Test phase was meant to assess the dogs´ susceptibility to the Kanisza’s triangle illusion. Test phase sessions consisted of 25 trials, which included 20 training trials and 5 test trials. On test trials, both an illusory and non-illusory stimulus were presented. Test trials were regularly presented on every fifth trial and followed a similar procedure to the training trials, except that in the test trials, the dogs were reinforced randomly half of the times regardless of their choice. In the training trials of this phase, choices of the positive or negative stimulus had the same consequences as in the training phase. If the dogs made more than two mistakes in the training trials, they were moved back to the training phase, required to reach the learning criterion, and tested again. Each dog underwent five test sessions, therefore they were presented with 25 test trials overall. The time interval between sessions performed by the same dog was at least 30 min.

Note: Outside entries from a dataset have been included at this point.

// Copyright 2025 the Timeline Canvas Authors
// SPDX-License-Identifier: Apache-2.0 OR MIT

use kurbo::{Point, Rect};

/// Greedy left-to-right placement of rotated labels.
///
/// A candidate is rejected when its left edge lies before the right edge of
/// any label accepted earlier in the same pass. Candidates must be offered in
/// increasing x order; earlier labels win ties.
#[derive(Clone, Debug, Default)]
pub struct LabelPacker {
    accepted: Vec<Rect>,
}

impl LabelPacker {
    /// An empty packer.
    #[must_use]
    pub fn new() -> Self {
        Self::default()
    }

    /// Accepts `rect` if it clears every accepted label.
    pub fn try_place(&mut self, rect: Rect) -> bool {
        if self.accepted.iter().any(|prior| rect.x0 < prior.x1) {
            return false;
        }
        self.accepted.push(rect);
        true
    }

    /// Labels accepted so far, in placement order.
    #[must_use]
    pub fn accepted(&self) -> &[Rect] {
        &self.accepted
    }
}

/// Footprint of text rotated a quarter turn counter-clockwise about `anchor`.
///
/// The text runs upward from `anchor` for `advance` pixels, and its glyphs
/// occupy `font_size` pixels to the left of the anchor column.
#[must_use]
pub fn rotated_label_rect(anchor: Point, advance: f64, font_size: f64) -> Rect {
    Rect::new(anchor.x - font_size, anchor.y - advance, anchor.x, anchor.y)
}
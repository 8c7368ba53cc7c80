// Copyright 2025 the Timeline Canvas Authors
// SPDX-License-Identifier: Apache-2.0 OR MIT

use core::ops::Range;

use crate::tier::ZoomTier;

/// Days in the fixed-length year used to derive pixel density.
pub const DAYS_PER_YEAR: f64 = 365.0;

/// Milliseconds per day, for converting instant differences into day offsets.
pub const MS_PER_DAY: f64 = 86_400_000.0;

/// Horizontal density of `tier` in pixels per day.
#[must_use]
pub fn pixels_per_day(tier: &ZoomTier) -> f64 {
    tier.pixels_per_year / DAYS_PER_YEAR
}

/// Converts a view x-coordinate into a signed day offset from the reference instant.
#[must_use]
pub fn x_to_days(x: f64, tier: &ZoomTier, center_x: f64, offset: f64) -> f64 {
    (x - center_x - offset) / pixels_per_day(tier)
}

/// Returns the pan offset that places `days` at view x-coordinate `target_x`.
///
/// This is the inverse of [`x_to_days`] for a fixed tier: feeding the result
/// back as `offset` maps `target_x` to `days` again.
#[must_use]
pub fn days_to_offset(days: f64, tier: &ZoomTier, target_x: f64, center_x: f64) -> f64 {
    target_x - center_x - days * pixels_per_day(tier)
}

/// A horizontal time axis frozen at one tier and one pan offset.
///
/// Day `0.0` (the reference instant) maps to `center_x + offset`. Positive
/// days lie to the right.
#[derive(Clone, Copy, Debug, PartialEq)]
pub struct TimeAxis {
    center_x: f64,
    offset: f64,
    pixels_per_day: f64,
}

impl TimeAxis {
    /// Creates an axis for a view of the given pixel width.
    #[must_use]
    pub fn new(width: f64, offset: f64, tier: &ZoomTier) -> Self {
        Self {
            center_x: width * 0.5,
            offset,
            pixels_per_day: pixels_per_day(tier),
        }
    }

    /// The x-coordinate of the view center.
    #[must_use]
    pub fn center_x(&self) -> f64 {
        self.center_x
    }

    /// The pan offset applied at the reference instant.
    #[must_use]
    pub fn offset(&self) -> f64 {
        self.offset
    }

    /// Pixels per day at this axis' tier.
    #[must_use]
    pub fn pixels_per_day(&self) -> f64 {
        self.pixels_per_day
    }

    /// Converts a view x-coordinate into a day offset.
    #[must_use]
    pub fn x_to_days(&self, x: f64) -> f64 {
        (x - self.center_x - self.offset) / self.pixels_per_day
    }

    /// Converts a day offset into a view x-coordinate.
    #[must_use]
    pub fn days_to_x(&self, days: f64) -> f64 {
        self.center_x + days * self.pixels_per_day + self.offset
    }

    /// The pan offset that would put `days` at `target_x` on this tier.
    #[must_use]
    pub fn offset_placing(&self, days: f64, target_x: f64) -> f64 {
        target_x - self.center_x - days * self.pixels_per_day
    }

    /// Day range worth generating grid lines for.
    ///
    /// Spans from half a view width left of the view to half a view width
    /// past its right edge, so boundaries just outside the view are already
    /// laid out when they scroll in.
    #[must_use]
    pub fn overscan_days(&self, width: f64) -> Range<f64> {
        self.x_to_days(-width * 0.5)..self.x_to_days(width * 1.5)
    }
}
// Copyright 2025 the Timeline Canvas Authors
// SPDX-License-Identifier: Apache-2.0 OR MIT

//! Debounced wheel zoom.
//!
//! Wheels and trackpads deliver a near-continuous stream of small deltas,
//! while the timeline only has a handful of zoom tiers. [`WheelZoom`] counts
//! wheel ticks and releases a single zoom step every `threshold` ticks, in the
//! direction of the tick that crossed the threshold (negative `delta_y` zooms
//! in, positive zooms out). The counter resets whenever the threshold is
//! reached, even if that last tick had a zero delta.

use timeline_view::ZoomDirection;

/// Counts wheel ticks and emits one zoom step per `threshold` ticks.
#[derive(Debug, Clone, Copy, PartialEq, Eq)]
pub struct WheelZoom {
    threshold: u32,
    pending: u32,
}

impl WheelZoom {
    /// Creates a debouncer that fires every `threshold` ticks.
    ///
    /// A threshold of `0` behaves like `1`: every tick zooms.
    #[must_use]
    pub fn new(threshold: u32) -> Self {
        Self {
            threshold: threshold.max(1),
            pending: 0,
        }
    }

    /// Registers one wheel tick.
    ///
    /// Returns the zoom direction when this tick reaches the threshold.
    pub fn tick(&mut self, delta_y: f64) -> Option<ZoomDirection> {
        self.pending += 1;
        if self.pending < self.threshold {
            return None;
        }
        self.pending = 0;
        if delta_y < 0.0 {
            Some(ZoomDirection::In)
        } else if delta_y > 0.0 {
            Some(ZoomDirection::Out)
        } else {
            None
        }
    }

    /// Ticks counted since the last release.
    #[must_use]
    pub fn pending(&self) -> u32 {
        self.pending
    }

    /// The configured threshold.
    #[must_use]
    pub fn threshold(&self) -> u32 {
        self.threshold
    }
}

Data collection and analyses
Data for the choice performed by the dogs in each trial, both in training and test phase, were automatically collected with OpenSesame. In addition, the data regarding the number of training sessions for each subject were collected. A two-tailed binomial test was run for each individual dog to test the null hypothesis (H0) that the choices were not different from chance level in the test trials. Only the test sessions where two or less mistakes were made in the training trials were considered in the final analysis. To assess whether an overall prevalence for choosing the illusionary stimuli was present in our sample, we performed a one-sample two-tailed Student’s t test on the dogs means for the type of choice (0 = non-illusionary stimulus, 1 = illusionary stimulus) expressed in the 25 test trials, testing the null hypothesis (H0) that the mean was equal to or lower than 0.5. To analyze if the length of the training phase or the age of the dog affected the choices in the test phase, a repeated measures binomial logistic regression analyses were computed. All statistical analyses were conducted using R (version 3.5.2; R Core Team 2018), with statistical significance level set at 0.05.